Fake news têm desencorajado imunização entre povos originários
Até o fim de janeiro, a Secretaria Especial de Saúde Indígena (Sesai), do Ministério da Saúde, confirmou 41.251 casos de Covid-19 entre as comunidades indígenas do Brasil, com 541 mortes. A despeito de tal informação, organizações indígenas afirmam que o número é muito maior —aproximadamente três vezes superior ao relatado, em função de não considerar indígenas que vivem fora dos territórios homologados.
Um estudo da Coordenação das Organizações Indígenas Brasileiras (Coiab) e do Instituto de Pesquisa Ambiental da Amazônia (Ipam) mostrou que indígenas têm sofrido com maiores taxas de mortalidade pela Covid-19 em relação à população em geral. Como afirma Sonia Guajajara, da Articulação dos Povos Indígenas do Brasil (Apib), “nós estamos sendo vacinados primeiro porque somos vulneráveis, corremos o risco de extermínio com essa pandemia”. Ela complementa: “O plano de vacinação ainda é muito excludente e acaba não contemplando metade da população indígena porque considera apenas os que estão nas aldeias, cadastrados no sistema da Sesai”.
Ainda que o plano de vacinação do Brasil tenha estabelecido prioridade às comunidades indígenas, as controvérsias em torno das vacinas estão afetando a adesão dos povos originários. Em meio às dificuldades em garantir o plano de vacinação, na Terra Indígena Arariboia, na Amazônia maranhense, pastores da Igreja local da Assembleia de Deus estariam desencorajando os grupos originários a tomar as vacinas, sob argumentos de que ela viria com um chip ou que a “vacina não é de Deus”, como afirma Nara Baré, coordenadora-geral da Coiab. Narrativas similares têm sido encontradas em pastores de outras regiões com populações indígenas, como Itacoatiara, região do rio Urubu, Manaus, Xingu (Mato Grosso) e Rondônia.
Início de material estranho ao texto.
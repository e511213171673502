//! Terminal output
//!
//! Human mode prints short status lines; JSON mode prints one pretty JSON
//! document per command on stdout and nothing else.

use serde_json::Value;

/// Output format selector
#[derive(Debug, Clone, Copy, PartialEq, Eq)]
pub enum OutputFormat {
    Human,
    Json,
}

/// Writes command results in the selected format
#[derive(Debug, Clone, Copy)]
pub struct Output {
    format: OutputFormat,
}

impl Output {
    pub fn new(format: OutputFormat) -> Self {
        Self { format }
    }

    pub fn is_json(&self) -> bool {
        self.format == OutputFormat::Json
    }

    /// A completed action (human mode only)
    pub fn success(&self, message: &str) {
        if !self.is_json() {
            println!("\u{2713} {message}");
        }
    }

    /// A non-fatal problem; always on stderr
    pub fn warn(&self, message: &str) {
        if self.is_json() {
            eprintln!("{}", serde_json::json!({ "level": "warning", "message": message }));
        } else {
            eprintln!("\u{26a0} Warning: {message}");
        }
    }

    /// A detail line (human mode only)
    pub fn line(&self, message: &str) {
        if !self.is_json() {
            println!("  {message}");
        }
    }

    /// The command's JSON result (JSON mode only)
    pub fn json(&self, value: &Value) {
        if self.is_json() {
            println!(
                "{}",
                serde_json::to_string_pretty(value).unwrap_or_default()
            );
        }
    }
}
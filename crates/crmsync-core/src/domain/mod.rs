//! Domain entities and business logic
//!
//! This module contains the core domain types for crmsync:
//! - Newtypes for identifiers and item paths
//! - Synced items and persisted records produced by folder reconciliation
//! - Leads and the call-status state machine
//! - Domain-specific error types

pub mod errors;
pub mod lead;
pub mod newtypes;
pub mod synced_item;

// Re-export commonly used types
pub use errors::DomainError;
pub use lead::{normalize_phone, CallEvent, CallStateUpdate, CallStatus, Lead, PhoneLookup};
pub use newtypes::*;
pub use synced_item::{MediaGlyph, NewRecord, PersistedRecord, RecordUpdate, SyncedItem};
Beto Marubo, da União dos Povos Indígenas do Vale do Javari (Unijava), afirmou que “aldeias já disseram à Sesai que não irão aceitar a vacina”. A comunicação de líderes evangélicos é feita muitas vezes por rádio, o que torna ainda mais efetiva e abrangente a mensagem nas comunidades indígenas.
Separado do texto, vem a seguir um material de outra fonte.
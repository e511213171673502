//! SQLite pool for the record and lead tables
//!
//! File databases run in WAL mode with a busy timeout. The in-memory
//! database lives in its single connection, so that connection is never
//! idled out or recycled.

use std::path::Path;
use std::time::Duration;

use sqlx::sqlite::{SqliteConnectOptions, SqliteJournalMode, SqlitePool, SqlitePoolOptions};

use crate::StoreError;

/// Schema scripts applied in order at open; each must be idempotent
const MIGRATIONS: &[(&str, &str)] = &[(
    "20260301_initial",
    include_str!("migrations/20260301_initial.sql"),
)];

const FILE_MAX_CONNECTIONS: u32 = 5;
const BUSY_TIMEOUT: Duration = Duration::from_secs(5);

/// Shared handle to the crmsync database
#[derive(Debug, Clone)]
pub struct DatabasePool {
    pool: SqlitePool,
}

impl DatabasePool {
    /// Opens the database file at `db_path`, creating it and its directory
    /// if needed, and applies the schema
    pub async fn new(db_path: &Path) -> Result<Self, StoreError> {
        if let Some(dir) = db_path.parent().filter(|p| !p.as_os_str().is_empty()) {
            std::fs::create_dir_all(dir).map_err(|e| {
                StoreError::ConnectionFailed(format!("cannot create {}: {e}", dir.display()))
            })?;
        }

        let options = SqliteConnectOptions::new()
            .filename(db_path)
            .create_if_missing(true)
            .journal_mode(SqliteJournalMode::Wal)
            .busy_timeout(BUSY_TIMEOUT);

        let pool = SqlitePoolOptions::new()
            .max_connections(FILE_MAX_CONNECTIONS)
            .connect_with(options)
            .await
            .map_err(|e| {
                StoreError::ConnectionFailed(format!("cannot open {}: {e}", db_path.display()))
            })?;

        let db = Self::with_schema(pool).await?;
        tracing::info!(path = %db_path.display(), "Opened database");
        Ok(db)
    }

    /// Private in-memory database, used by tests
    pub async fn in_memory() -> Result<Self, StoreError> {
        let pool = SqlitePoolOptions::new()
            .max_connections(1)
            .min_connections(1)
            .idle_timeout(None)
            .max_lifetime(None)
            .connect("sqlite::memory:")
            .await
            .map_err(|e| StoreError::ConnectionFailed(format!("cannot open in-memory db: {e}")))?;

        Self::with_schema(pool).await
    }

    pub fn pool(&self) -> &SqlitePool {
        &self.pool
    }

    async fn with_schema(pool: SqlitePool) -> Result<Self, StoreError> {
        for (name, sql) in MIGRATIONS {
            sqlx::raw_sql(sql)
                .execute(&pool)
                .await
                .map_err(|e| StoreError::MigrationFailed(format!("{name}: {e}")))?;
            tracing::debug!(migration = name, "Applied migration");
        }
        Ok(Self { pool })
    }
}
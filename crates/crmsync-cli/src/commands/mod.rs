//! CLI subcommands and the context they share

pub mod config;
pub mod leads;
pub mod records;
pub mod sync;

use std::path::{Path, PathBuf};

use anyhow::{Context as _, Result};
use crmsync_core::config::Config;
use crmsync_store::DatabasePool;
use tracing::debug;

use crate::output::{Output, OutputFormat};

/// Global options resolved once per invocation
#[derive(Debug)]
pub struct Context {
    config_path: PathBuf,
    /// True if the path came from `--config`
    explicit: bool,
    format: OutputFormat,
}

impl Context {
    pub fn new(config: Option<PathBuf>, format: OutputFormat) -> Self {
        let explicit = config.is_some();
        Self {
            config_path: config.unwrap_or_else(Config::default_path),
            explicit,
            format,
        }
    }

    pub fn config_path(&self) -> &Path {
        &self.config_path
    }

    pub fn output(&self) -> Output {
        Output::new(self.format)
    }

    /// Loads the config file and applies environment overrides
    ///
    /// A missing default file yields defaults; a missing `--config` file is
    /// an error.
    pub fn load_config(&self) -> Result<Config> {
        let mut config = if self.config_path.exists() {
            Config::load(&self.config_path)
                .with_context(|| format!("Failed to load {}", self.config_path.display()))?
        } else if self.explicit {
            anyhow::bail!("Config file not found: {}", self.config_path.display());
        } else {
            debug!(path = %self.config_path.display(), "No config file, using defaults");
            Config::default()
        };
        config.apply_env_overrides();
        Ok(config)
    }

    /// Like [`Context::load_config`] but rejects invalid values
    pub fn load_valid_config(&self) -> Result<Config> {
        let config = self.load_config()?;
        config.ensure_valid()?;
        Ok(config)
    }

    /// Opens (and migrates) the configured database
    pub async fn open_pool(&self, config: &Config) -> Result<DatabasePool> {
        let path = &config.store.database_path;
        DatabasePool::new(path)
            .await
            .with_context(|| format!("Failed to open database {}", path.display()))
    }
}
//! Google Drive v3 API client
//!
//! Wraps `reqwest::Client` with the bearer token, base URL construction and
//! HTTP status classification.
//!
//! ## Usage
//!
//! ```rust,no_run
//! use crmsync_core::domain::newtypes::{DriveId, ExternalId};
//! use crmsync_drive::{listing, ChildKind, DriveClient};
//!
//! # async fn example() -> anyhow::Result<()> {
//! let client = DriveClient::new("access-token-here");
//! let folder = ExternalId::new("1AbCdEf")?;
//! let files = listing::list_children(&client, &folder, &DriveId::my_drive(), ChildKind::Leaves)
//!     .await?;
//! println!("{} files", files.len());
//! # Ok(())
//! # }
//! ```

use std::time::Duration;

use reqwest::{header::RETRY_AFTER, Client, Method, RequestBuilder, Response, StatusCode};
use tracing::debug;

use crmsync_core::config::DriveConfig;

use crate::DriveError;

/// Base URL for the Google Drive API v3
const DRIVE_BASE_URL: &str = "https://www.googleapis.com/drive/v3";

/// Default number of entries requested per listing page
pub const DEFAULT_PAGE_SIZE: u32 = 100;

/// HTTP client for Google Drive API calls
#[derive(Debug, Clone)]
pub struct DriveClient {
    /// The underlying HTTP client
    client: Client,
    /// Base URL for API requests, without trailing slash
    base_url: String,
    /// OAuth2 access token
    access_token: String,
    /// Entries requested per listing page
    page_size: u32,
}

impl DriveClient {
    /// Creates a new DriveClient with the given access token
    pub fn new(access_token: impl Into<String>) -> Self {
        Self::with_base_url(access_token, DRIVE_BASE_URL)
    }

    /// Creates a new DriveClient with a custom base URL (useful for testing)
    pub fn with_base_url(access_token: impl Into<String>, base_url: impl Into<String>) -> Self {
        Self {
            client: Client::new(),
            base_url: base_url.into().trim_end_matches('/').to_string(),
            access_token: access_token.into(),
            page_size: DEFAULT_PAGE_SIZE,
        }
    }

    /// Builds a client from the `drive` config section
    ///
    /// # Errors
    ///
    /// Returns an error if no access token is configured or the HTTP client
    /// cannot be built.
    pub fn from_config(config: &DriveConfig, page_size: u32) -> anyhow::Result<Self> {
        let token = config.access_token.clone().ok_or_else(|| {
            anyhow::anyhow!(
                "No Drive access token configured (set drive.access_token or {})",
                crmsync_core::config::ENV_DRIVE_TOKEN
            )
        })?;

        let client = Client::builder()
            .timeout(Duration::from_secs(config.request_timeout_secs))
            .build()?;

        Ok(Self {
            client,
            base_url: config.base_url.trim_end_matches('/').to_string(),
            access_token: token,
            page_size: page_size.clamp(1, 1000),
        })
    }

    /// Sets the listing page size (clamped to the API's 1..=1000)
    pub fn with_page_size(mut self, page_size: u32) -> Self {
        self.page_size = page_size.clamp(1, 1000);
        self
    }

    /// Returns the listing page size
    pub fn page_size(&self) -> u32 {
        self.page_size
    }

    /// Returns the base URL
    pub fn base_url(&self) -> &str {
        &self.base_url
    }

    /// Creates an authenticated request builder for the given method and path
    ///
    /// `path` is relative to the base URL, e.g. `"/files"`.
    pub fn request(&self, method: Method, path: &str) -> RequestBuilder {
        let url = format!("{}{}", self.base_url, path);
        debug!(%method, %url, "Drive request");
        self.client
            .request(method, &url)
            .bearer_auth(&self.access_token)
    }

    /// Maps a non-success response to a [`DriveError`]
    pub async fn check_status(response: Response) -> Result<Response, DriveError> {
        let status = response.status();
        if status.is_success() {
            return Ok(response);
        }

        let retry_after = response
            .headers()
            .get(RETRY_AFTER)
            .and_then(|v| v.to_str().ok())
            .and_then(|v| v.trim().parse::<u64>().ok())
            .map(Duration::from_secs);
        let body = response.text().await.unwrap_or_default();

        Err(classify_status(status, body, retry_after))
    }
}

/// Classifies an error status into a [`DriveError`]
fn classify_status(status: StatusCode, body: String, retry_after: Option<Duration>) -> DriveError {
    match status {
        StatusCode::UNAUTHORIZED => DriveError::Unauthorized(body),
        StatusCode::FORBIDDEN => DriveError::Forbidden(body),
        StatusCode::NOT_FOUND => DriveError::NotFound(body),
        StatusCode::TOO_MANY_REQUESTS => DriveError::TooManyRequests { retry_after },
        s if s.is_server_error() => DriveError::ServerError(format!("{}: {}", s.as_u16(), body)),
        s => DriveError::UnexpectedStatus {
            status: s.as_u16(),
            body,
        },
    }
}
Nesse contexto, percebemos que a lógica das relações entre povos colonizadores e colonizados ainda permanece depois de 200 anos de Independência do Brasil. É evidente que tais processos não ocorrem de forma unilateral e não desembocam em uma dominação total de uma parte e uma submissão e servilismo da outra. Tais relações e processos são ambíguos, complexos, já que as narrativas e visões de mundo cristãs passam a compor a identidade dos povos indígenas.